Efficiently computing shared neighbors in graph

Problem background

Assume that we have a large graph containing many nodes and edges. For this graph, we need to compute the number of shared neighbors for each pair of nodes.

An instance example

For nodes 0 and 1, the result is 1 as the nodes share a single neighbor, which is node 2. For nodes 0 and 3, the result is 2 as both of them share nodes 2 and 4 as neighbors.

Naive solution

Assume that the input graph is represented in python networkx graphs. A trivial solution is to compute for all pairs the number of shared neighbors by neighbors intersection:

from itertools import combinations
import networkx as nx
from networkx.generators.random_graphs import gnp_random_graph

g: nx.Graph = gnp_random_graph(1000, 0.2)  # get a graph
shared_neighbors = {}
for node_1, node_2 in combinations(g.nodes, r=2):
    shared_neighbors[(node_1, node_2)] = (
        sum(1 for _ in nx.common_neighbors(g, node_1, node_2))
    )

This code is relatively trivial. The most expensive part of the code is getting the common neighbors. This code can be improved by computing shared neighbors faster.

Almost naive solution

A straight forward approach to optimize the performance is by indexing the neighbors beforehand in sets for each node. Using that, we don’t need to access the graph’s data structure, and avoid an expensive iteration.

from itertools import combinations
import networkx as nx
from networkx.generators.random_graphs import gnp_random_graph

g: nx.Graph = gnp_random_graph(1000, 0.2)  # get a graph
neighbors = {node: set(g.neighbors(node)) for node in g.nodes}
for node_1, node_2 in combinations(g.nodes, r=2):
    shared_neighbors[(node_1, node_2)] = (
        len(neighbors[node_1] & neighbors[node_2])
    )

The difference between the naive solution and the almost naive one is significant. On average, an example of 1000 nodes takes 90 seconds using the naive solution, and 3 seconds using the almost naive solution.

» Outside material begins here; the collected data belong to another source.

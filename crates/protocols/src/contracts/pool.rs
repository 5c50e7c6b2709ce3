use crate::abi::{ISimpleDex, from_word, to_word};
use crate::chain::{ChainReader, ContractCall};
use crate::error::ChainError;
use alloy::sol_types::SolCall;
use dex_domain::address::Address;
use dex_domain::pool::SwapDirection;
use dex_domain::token::TokenAmount;
use std::sync::Arc;
use tracing::debug;

/// Handle on a deployed SimpleDEX pool.
#[derive(Clone)]
pub struct PoolContract {
    address: Address,
    reader: Arc<dyn ChainReader>,
}

impl PoolContract {
    /// Creates a handle reading through `reader`.
    pub fn new(address: Address, reader: Arc<dyn ChainReader>) -> Self {
        Self { address, reader }
    }

    /// Pool contract address.
    #[must_use]
    pub fn address(&self) -> Address {
        self.address
    }

    async fn read<C: SolCall + Send>(&self, call: C) -> Result<C::Return, ChainError> {
        let request = ContractCall::encode(self.address, &call);
        debug!(pool = %self.address, method = request.label, "Reading pool");
        let data = self.reader.call(&request).await?;
        C::abi_decode_returns(&data).map_err(|source| ChainError::Abi {
            label: request.label,
            source,
        })
    }

    /// Address of token A.
    pub async fn token_a(&self) -> Result<Address, ChainError> {
        self.read(ISimpleDex::tokenACall {}).await
    }

    /// Address of token B.
    pub async fn token_b(&self) -> Result<Address, ChainError> {
        self.read(ISimpleDex::tokenBCall {}).await
    }

    /// Pool balance of token A.
    pub async fn reserve_a(&self) -> Result<TokenAmount, ChainError> {
        self.read(ISimpleDex::reserveACall {}).await.map(from_word)
    }

    /// Pool balance of token B.
    pub async fn reserve_b(&self) -> Result<TokenAmount, ChainError> {
        self.read(ISimpleDex::reserveBCall {}).await.map(from_word)
    }

    /// Liquidity shares held by `owner`.
    pub async fn liquidity_of(&self, owner: Address) -> Result<TokenAmount, ChainError> {
        self.read(ISimpleDex::liquidityCall { provider: owner })
            .await
            .map(from_word)
    }

    /// Outstanding liquidity shares.
    pub async fn total_liquidity(&self) -> Result<TokenAmount, ChainError> {
        self.read(ISimpleDex::totalLiquidityCall {})
            .await
            .map(from_word)
    }

    /// Output amount the pool quotes for `amount_in` in `direction`.
    pub async fn quote(
        &self,
        direction: SwapDirection,
        amount_in: TokenAmount,
    ) -> Result<TokenAmount, ChainError> {
        let amount_in = to_word(amount_in);
        let out = match direction {
            SwapDirection::AToB => {
                self.read(ISimpleDex::getQuoteAToBCall { amountIn: amount_in })
                    .await?
            }
            SwapDirection::BToA => {
                self.read(ISimpleDex::getQuoteBToACall { amountIn: amount_in })
                    .await?
            }
        };
        Ok(from_word(out))
    }

    /// `addLiquidity(desiredA, desiredB, minA, minB)`.
    #[must_use]
    pub fn add_liquidity_call(
        &self,
        desired_a: TokenAmount,
        desired_b: TokenAmount,
        min_a: TokenAmount,
        min_b: TokenAmount,
    ) -> ContractCall {
        ContractCall::encode(
            self.address,
            &ISimpleDex::addLiquidityCall {
                amountADesired: to_word(desired_a),
                amountBDesired: to_word(desired_b),
                amountAMin: to_word(min_a),
                amountBMin: to_word(min_b),
            },
        )
    }

    /// `removeLiquidity(shares, minA, minB)`.
    #[must_use]
    pub fn remove_liquidity_call(
        &self,
        shares: TokenAmount,
        min_a: TokenAmount,
        min_b: TokenAmount,
    ) -> ContractCall {
        ContractCall::encode(
            self.address,
            &ISimpleDex::removeLiquidityCall {
                shares: to_word(shares),
                amountAMin: to_word(min_a),
                amountBMin: to_word(min_b),
            },
        )
    }

    /// `swapAForB` / `swapBForA(amountIn, minAmountOut)`.
    #[must_use]
    pub fn swap_call(
        &self,
        direction: SwapDirection,
        amount_in: TokenAmount,
        minimum_out: TokenAmount,
    ) -> ContractCall {
        let amount_in = to_word(amount_in);
        let min_amount_out = to_word(minimum_out);
        match direction {
            SwapDirection::AToB => ContractCall::encode(
                self.address,
                &ISimpleDex::swapAForBCall {
                    amountIn: amount_in,
                    minAmountOut: min_amount_out,
                },
            ),
            SwapDirection::BToA => ContractCall::encode(
                self.address,
                &ISimpleDex::swapBForACall {
                    amountIn: amount_in,
                    minAmountOut: min_amount_out,
                },
            ),
        }
    }
}

#[cfg(test)]
mod tests {
    use super::*;
    use alloy::primitives::{Bytes, U256};
    use alloy::sol_types::SolValue;
    use async_trait::async_trait;
    use dex_domain::address::from_index;

    struct FixedReader(Bytes);

    #[async_trait]
    impl ChainReader for FixedReader {
        async fn call(&self, _call: &ContractCall) -> Result<Bytes, ChainError> {
            Ok(self.0.clone())
        }
    }

    fn contract(ret: Vec<u8>) -> PoolContract {
        PoolContract::new(from_index(7), Arc::new(FixedReader(ret.into())))
    }

    #[test]
    fn test_swap_call_encoding() {
        let dex = contract(Vec::new());
        let call = dex.swap_call(
            SwapDirection::BToA,
            TokenAmount::from(100u64),
            TokenAmount::from(90u64),
        );
        assert_eq!(call.to, from_index(7));
        assert_eq!(call.label, "swapBForA");

        let decoded = ISimpleDex::swapBForACall::abi_decode(&call.data).unwrap();
        assert_eq!(decoded.amountIn, U256::from(100u64));
        assert_eq!(decoded.minAmountOut, U256::from(90u64));
    }

    #[test]
    fn test_add_liquidity_call_keeps_argument_order() {
        let dex = contract(Vec::new());
        let call = dex.add_liquidity_call(
            TokenAmount::from(1u64),
            TokenAmount::from(2u64),
            TokenAmount::from(3u64),
            TokenAmount::from(4u64),
        );
        assert_eq!(call.data.len(), 4 + 4 * 32);
        let decoded = ISimpleDex::addLiquidityCall::abi_decode(&call.data).unwrap();
        assert_eq!(decoded.amountAMin, U256::from(3u64));
        assert_eq!(decoded.amountBMin, U256::from(4u64));
    }

    #[tokio::test]
    async fn test_reads_decode_words() {
        let dex = contract(U256::from(5000u64).abi_encode());
        assert_eq!(dex.reserve_a().await.unwrap(), TokenAmount::from(5000u64));

        let addr = from_index(99);
        let dex = contract(addr.abi_encode());
        assert_eq!(dex.token_b().await.unwrap(), addr);
    }

    #[tokio::test]
    async fn test_short_return_is_an_error() {
        let dex = contract(vec![0u8; 4]);
        assert!(matches!(
            dex.total_liquidity().await,
            Err(ChainError::Abi { label: "totalLiquidity", .. })
        ));
    }
}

Now, can we do any better?

Optimizing using an adjacency matrix

Firstly, let us refresh our memory regarding how graphs are represented in a matrix.

Adjacency matrix

For undirected graphs, a common representation is an adjacency matrix. Denote by n the number of nodes, and denote by A a matrix of size n×n. The cell A[i,j]=1 if the nodes i and j are adjacent, and 0 otherwise.

For example, the following graph:

Is represented by:

0101
1001
0001
1101
Adjacency matrix

Simply stating, each cell corresponds to a “potential” edge. If an edge connecting the ith node to a jth node exists in the graph, the cell value is 1, otherwise it is 0.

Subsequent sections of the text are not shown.